Background on Loading Cases, CoG and Nodal

Owned by Jonathan Xie
Last updated: Nov 07, 2024
6 min read

Jens made this calculator for MSXV, I uploaded a copy of the Excel file to google drive. This is what this page will be explaining: https://docs.google.com/spreadsheets/d/1kUrsEHLuv7FpMME8J_mQ9zWea7GSaVsi/edit?gid=1414416308#gid=1414416308

(currently this page is rough notes for a presentation, maybe will flesh out later - Jon, Nov 2024)

Center of Gravity (CoG)

The first page in the excel file attempts to calculate the center of gravity of the car based on coordinates from the arbitrary car origin from the chassis assembly.
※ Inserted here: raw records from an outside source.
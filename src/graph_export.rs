//! Graph export functionality for dependency visualization.
//!
//! This module exports the container's registrations and their constructor
//! dependencies as a graph for visualization and debugging. DOT and Mermaid
//! output are always available; JSON requires the `graph-export` feature.

use std::collections::HashSet;
use std::fmt::Write as _;

use crate::key::Key;
use crate::lifetime::Lifetime;
use crate::metadata::MetadataSource;
use crate::provider::is_provider_key;
use crate::registration::{Activator, Registry};
use crate::ServiceCollection;

/// How a registration produces its instance.
#[derive(Debug, Clone, Copy, PartialEq, Eq)]
#[cfg_attr(feature = "serde", derive(serde::Serialize))]
#[cfg_attr(feature = "serde", serde(rename_all = "lowercase"))]
pub enum ActivationKind {
    /// Built by the container from constructor metadata
    Constructor,
    /// Built by a user factory
    Factory,
    /// Pre-built value
    Instance,
}

/// A node in the dependency graph: one effective registration.
#[derive(Debug, Clone, PartialEq, Eq)]
#[cfg_attr(feature = "serde", derive(serde::Serialize))]
pub struct GraphNode {
    /// Unique identifier for this node (the service identity)
    pub id: String,
    /// Display name of the implementation type
    pub implementation: String,
    /// Service lifetime
    pub lifetime: Lifetime,
    /// Whether the service is registered under a trait identity
    pub is_trait: bool,
    /// Whether the service is registered under a string token
    pub is_token: bool,
    pub activation: ActivationKind,
}

/// Types of dependency relationships between services.
#[derive(Debug, Clone, Copy, PartialEq, Eq)]
#[cfg_attr(feature = "serde", derive(serde::Serialize))]
#[cfg_attr(feature = "serde", serde(rename_all = "lowercase"))]
pub enum DependencyType {
    /// Declared constructor parameter
    Required,
    /// Parameter replaced by an injection override
    Injected,
    /// The provider itself
    Provider,
    /// Target has no registration
    Missing,
}

/// An edge from a service to one of its constructor dependencies.
#[derive(Debug, Clone, PartialEq, Eq)]
#[cfg_attr(feature = "serde", derive(serde::Serialize))]
pub struct GraphEdge {
    /// Source node ID (the service that depends on another)
    pub from: String,
    /// Target node ID (the service being depended upon)
    pub to: String,
    /// Constructor parameter position
    pub parameter_index: usize,
    pub dependency_type: DependencyType,
}

/// Metadata about the entire dependency graph.
#[derive(Debug, Clone, Default, PartialEq, Eq)]
#[cfg_attr(feature = "serde", derive(serde::Serialize))]
pub struct GraphMetadata {
    /// Total number of effective registrations
    pub service_count: usize,
    /// Number of singleton services
    pub singleton_count: usize,
    /// Number of scoped services
    pub scoped_count: usize,
    /// Number of transient services
    pub transient_count: usize,
    /// Whether circular dependencies were detected
    pub has_circular_dependencies: bool,
}

/// Complete dependency graph of a container.
///
/// # Examples
///
/// ```
/// use keel_di::{ServiceCollection, DependencyGraph};
/// use keel_di::{Injectable, Arguments, ConstructorMetadata, DiResult};
/// use std::sync::Arc;
///
/// #[derive(Default)]
/// struct Database;
/// keel_di::injectable_default!(Database);
///
/// struct Users { db: Arc<Database> }
/// impl Injectable for Users {
///     fn metadata() -> ConstructorMetadata {
///         ConstructorMetadata::new().param::<Database>()
///     }
///     fn construct(args: &mut Arguments) -> DiResult<Self> {
///         Ok(Users { db: args.next()? })
///     }
/// }
///
/// let mut services = ServiceCollection::new();
/// services.add_singleton::<Database>().add_scoped::<Users>();
///
/// let graph = DependencyGraph::from_collection(&services);
/// assert_eq!(graph.nodes.len(), 2);
/// assert_eq!(graph.edges.len(), 1);
/// assert!(graph.to_dot().starts_with("digraph DependencyGraph {"));
/// ```
#[derive(Debug, Clone, Default, PartialEq, Eq)]
#[cfg_attr(feature = "serde", derive(serde::Serialize))]
pub struct DependencyGraph {
    /// All service nodes in the graph
    pub nodes: Vec<GraphNode>,
    /// All dependency relationships between nodes
    pub edges: Vec<GraphEdge>,
    /// Graph-level metadata
    pub metadata: GraphMetadata,
}

impl DependencyGraph {
    /// Graph of the registrations currently in `services`.
    pub fn from_collection(services: &ServiceCollection) -> Self {
        services.dependency_graph()
    }

    pub(crate) fn build(registry: &Registry, metadata: &dyn MetadataSource) -> Self {
        let mut graph = DependencyGraph::default();
        let registered: HashSet<Key> = registry.effective().map(|r| r.descriptor.service).collect();

        for registration in registry.effective() {
            let descriptor = &registration.descriptor;
            let id = descriptor.service.to_string();
            let activation = match registration.activator {
                Activator::Constructor(_) => ActivationKind::Constructor,
                Activator::Factory(_) => ActivationKind::Factory,
                Activator::Instance(_) => ActivationKind::Instance,
            };

            match descriptor.lifetime {
                Lifetime::Singleton => graph.metadata.singleton_count += 1,
                Lifetime::Scoped => graph.metadata.scoped_count += 1,
                Lifetime::Transient => graph.metadata.transient_count += 1,
            }

            if let Some(dependencies) = registration.dependencies(metadata) {
                let declared = metadata
                    .parameters(&descriptor.implementation)
                    .unwrap_or_default();
                for (index, dependency) in dependencies.iter().enumerate() {
                    let dependency_type = if is_provider_key(dependency) {
                        DependencyType::Provider
                    } else if !registered.contains(dependency) {
                        DependencyType::Missing
                    } else if declared.get(index) != Some(dependency) {
                        DependencyType::Injected
                    } else {
                        DependencyType::Required
                    };
                    graph.edges.push(GraphEdge {
                        from: id.clone(),
                        to: dependency.to_string(),
                        parameter_index: index,
                        dependency_type,
                    });
                }
            }

            graph.nodes.push(GraphNode {
                id,
                implementation: descriptor.implementation_name().to_string(),
                lifetime: descriptor.lifetime,
                is_trait: matches!(descriptor.service, Key::Trait(..)),
                is_token: descriptor.service.is_token(),
                activation,
            });
        }

        graph.metadata.service_count = graph.nodes.len();
        graph.metadata.has_circular_dependencies = crate::validation::validate(registry, metadata)
            .errors
            .iter()
            .any(|e| matches!(e, crate::ValidationError::CircularDependency { .. }));
        graph
    }

    /// Exports graph as DOT format for Graphviz.
    pub fn to_dot(&self) -> String {
        let mut output = String::new();
        output.push_str("digraph DependencyGraph {\n");
        output.push_str("  rankdir=TB;\n");
        output.push_str("  node [shape=box];\n\n");

        for node in &self.nodes {
            let shape = if node.is_trait { "ellipse" } else { "box" };
            let color = match node.lifetime {
                Lifetime::Singleton => "lightblue",
                Lifetime::Scoped => "lightgreen",
                Lifetime::Transient => "lightyellow",
            };
            let _ = writeln!(
                output,
                "  \"{}\" [label=\"{}\\n({})\", shape={}, fillcolor={}, style=filled];",
                escape(&node.id),
                escape(&node.implementation),
                node.lifetime,
                shape,
                color
            );
        }

        output.push('\n');

        for edge in &self.edges {
            let style = match edge.dependency_type {
                DependencyType::Required => "solid",
                DependencyType::Injected => "dashed",
                DependencyType::Provider => "dotted",
                DependencyType::Missing => "bold, color=red",
            };
            let _ = writeln!(
                output,
                "  \"{}\" -> \"{}\" [style={}];",
                escape(&edge.from),
                escape(&edge.to),
                style
            );
        }

        output.push_str("}\n");
        output
    }

    /// Exports graph as a Mermaid flowchart.
    pub fn to_mermaid(&self) -> String {
        let mut output = String::from("graph TD\n");
        let ids: Vec<&str> = self.nodes.iter().map(|n| n.id.as_str()).collect();
        let node_ref = |id: &str| match ids.iter().position(|n| *n == id) {
            Some(i) => format!("n{}", i),
            None => format!("missing_{}", sanitize(id)),
        };

        for (i, node) in self.nodes.iter().enumerate() {
            let label = escape(&node.id);
            if node.is_trait {
                let _ = writeln!(output, "  n{}(\"{}\")", i, label);
            } else {
                let _ = writeln!(output, "  n{}[\"{}\"]", i, label);
            }
        }

        for edge in &self.edges {
            let arrow = match edge.dependency_type {
                DependencyType::Injected | DependencyType::Provider => "-.->",
                _ => "-->",
            };
            let _ = writeln!(output, "  {} {} {}", node_ref(&edge.from), arrow, node_ref(&edge.to));
        }

        output.push_str("\n  classDef singleton fill:#e1f5fe\n");
        output.push_str("  classDef scoped fill:#e8f5e8\n");
        output.push_str("  classDef transient fill:#fff3e0\n");
        for (i, node) in self.nodes.iter().enumerate() {
            let _ = writeln!(output, "  class n{} {}", i, node.lifetime);
        }

        output
    }

    /// Exports graph as pretty-printed JSON.
    #[cfg(feature = "graph-export")]
    pub fn to_json(&self) -> crate::DiResult<String> {
        serde_json::to_string_pretty(self).map_err(|e| crate::DiError::Config(e.to_string()))
    }
}

fn escape(s: &str) -> String {
    s.replace('\\', "\\\\").replace('"', "\\\"")
}

fn sanitize(s: &str) -> String {
    s.chars()
        .map(|c| if c.is_ascii_alphanumeric() { c } else { '_' })
        .collect()
}

#[cfg(test)]
mod tests {
    use super::*;
    use crate::{Arguments, ConstructorMetadata, DiResult, Injectable};

    trait Store: Send + Sync {}

    #[derive(Default)]
    struct MemoryStore;
    impl Store for MemoryStore {}
    crate::injectable_default!(MemoryStore);

    struct Service;
    impl Injectable for Service {
        fn metadata() -> ConstructorMetadata {
            ConstructorMetadata::new()
                .param_trait::<dyn Store>()
                .param::<u64>()
                .param::<crate::ServiceProvider>()
                .inject(0, Key::token("store.memory"))
        }
        fn construct(_: &mut Arguments) -> DiResult<Self> {
            Ok(Service)
        }
    }

    fn graph() -> DependencyGraph {
        let mut services = ServiceCollection::new();
        services
            .add_singleton_token::<MemoryStore>("store.memory")
            .add_transient::<Service>()
            .add_scoped_factory::<String, _>(|_| Ok(String::new()));
        DependencyGraph::from_collection(&services)
    }

    #[test]
    fn classifies_edges() {
        let graph = graph();
        let kinds: Vec<_> = graph.edges.iter().map(|e| e.dependency_type).collect();
        assert_eq!(
            kinds,
            vec![
                DependencyType::Injected,
                DependencyType::Missing,
                DependencyType::Provider
            ]
        );
        assert_eq!(graph.metadata.service_count, 3);
        assert_eq!(graph.metadata.singleton_count, 1);
        assert_eq!(graph.metadata.scoped_count, 1);
        assert!(!graph.metadata.has_circular_dependencies);

        let factory = graph.nodes.iter().find(|n| n.activation == ActivationKind::Factory);
        assert!(factory.is_some());
    }

    #[test]
    fn dot_escapes_token_ids() {
        let dot = graph().to_dot();
        assert!(dot.contains("\"token \\\"store.memory\\\"\""));
        assert!(dot.contains("style=dashed"));
        assert!(dot.ends_with("}\n"));
    }

    #[test]
    fn mermaid_references_missing_targets() {
        let mermaid = graph().to_mermaid();
        assert!(mermaid.starts_with("graph TD\n"));
        assert!(mermaid.contains("missing_u64"));
        assert!(mermaid.contains("class n0 singleton"));
    }

    #[cfg(feature = "graph-export")]
    #[test]
    fn json_round_trips_through_serde_json() {
        let json = graph().to_json().unwrap();
        let value: serde_json::Value = serde_json::from_str(&json).unwrap();
        assert_eq!(value["nodes"].as_array().map(Vec::len), Some(3));
        assert_eq!(value["edges"][0]["dependency_type"], "injected");
        assert_eq!(value["nodes"][0]["lifetime"], "singleton");
    }
}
For us, we don’t really care about this part since we know the weight distribution of our actual car is roughly 75% rear, 25% front, 400kg total. (picture with real numbers is…. somewhere)

Loading Cases

This is the big thing. In Dynamics, we need to simulate that all our components can pass ‘worst-case load scenarios’. But, how do we find these worst-case loads? This comes from the harshest conditions are car is expected to experience in operation: 1G steer, 2G bump, and 1G brake.

  • Note that ‘1G’ means the car is experiencing enough force to accelerate equal to 1x gravity (9.81 m/s^2).

  • G steer means that the car is experiencing 1G force in the left or right directions (correlating to the centripetal force experienced during left or right turns)

  • 2G bump means the car accelerates upwards at 2x 9.81m/s^2, which may only ever happen in very small time windows, namely if the car goes over a large bump

  • 1G brake is if the car is slowing down at, you guessed it, 9.81m/s^2 (force is going backwards)

  • There is also 0.5G acceleration, which is the opposite (force acts forwards). This is only 0.5G and not 1G because our motors will never ever get us to accelerate faster than 0.5G (this isn’t formula)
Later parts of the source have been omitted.